O Ministro Alexandre de Moraes, do Supremo Tribunal Federal (STF), decidiu nesta quinta-feira (1º) manter a prisão do ex-presidente Jair Bolsonaro em unidade da Polícia Federal, em Brasília, e rejeitou o pedido da defesa para conversão da pena em regime domiciliar após a alta hospitalar.

Na decisão, o magistrado afirmou que não há fundamentos legais que autorizem a mudança do regime. Moraes ressaltou que a defesa não apresentou novos elementos capazes de justificar o benefício e citou o histórico de descumprimento de medidas cautelares, além de condutas consideradas graves, como a destruição intencional da tornozeleira eletrônica, o que reforçaria o risco de fuga.

Os advogados alegaram que Bolsonaro passou recentemente por procedimentos médicos, entre eles cirurgias para correção de hérnia inguinal bilateral e tratamento relacionado a crises de soluços, argumento usado para solicitar a prisão domiciliar. No entanto, conforme apontado pelo STF, os médicos responsáveis informaram que o estado de saúde do ex-presidente é estável e que o acompanhamento clínico necessário pode ser plenamente realizado nas dependências da Polícia Federal.

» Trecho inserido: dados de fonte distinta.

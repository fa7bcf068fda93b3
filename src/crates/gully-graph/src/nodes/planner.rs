//! Routing decision after each model step
//!
//! The planner is the sole branching decision in the graph, and it is a pure
//! function of the latest message: pending tool calls route to the tool node,
//! anything else ends the run.

use crate::state::AgentState;

/// Where the run goes next.
#[derive(Debug, Clone, Copy, PartialEq, Eq)]
pub enum Route {
    /// Pending tool calls: run the tool node
    Tool,
    /// Nothing pending: the run is settled
    End,
}

/// Decide the next node from the latest message. No side effects.
pub fn route(state: &AgentState) -> Route {
    match state.last_message() {
        Some(message) if message.is_assistant() && message.has_tool_calls() => Route::Tool,
        _ => Route::End,
    }
}

#[cfg(test)]
mod tests {
    use super::*;
    use crate::messages::Message;
    use crate::tool::ToolCall;
    use serde_json::json;

    #[test]
    fn test_routes_to_tool_on_pending_calls() {
        let state = AgentState::with_messages(vec![
            Message::human("rankings please"),
            Message::ai("Checking.")
                .with_tool_calls(vec![ToolCall::new("c1", "get_team_rankings", json!({}))]),
        ]);

        assert_eq!(route(&state), Route::Tool);
    }

    #[test]
    fn test_routes_to_end_without_calls() {
        let state = AgentState::with_messages(vec![
            Message::human("hello"),
            Message::ai("Hello there!"),
        ]);

        assert_eq!(route(&state), Route::End);
    }

    #[test]
    fn test_non_assistant_latest_message_ends() {
        let state = AgentState::with_messages(vec![
            Message::ai("Checking.")
                .with_tool_calls(vec![ToolCall::new("c1", "get_team_rankings", json!({}))]),
            Message::tool("[]", "c1"),
        ]);

        // The pending calls were answered; the latest message is a tool result
        assert_eq!(route(&state), Route::End);
    }

    #[test]
    fn test_empty_history_ends() {
        assert_eq!(route(&AgentState::new()), Route::End);
    }

    #[test]
    fn test_is_deterministic() {
        let state = AgentState::with_messages(vec![Message::ai("done")]);
        assert_eq!(route(&state), route(&state));
    }
}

Bolsonaro estava internado desde 24 de dezembro no hospital DF Star, onde passou por exames, procedimentos cirúrgicos e fez uso de medicação controlada. Com a decisão, ele seguirá custodiado na Superintendência da PF, sob monitoramento contínuo e com acesso a atendimento médico, conforme já vinha ocorrendo durante o cumprimento da pena.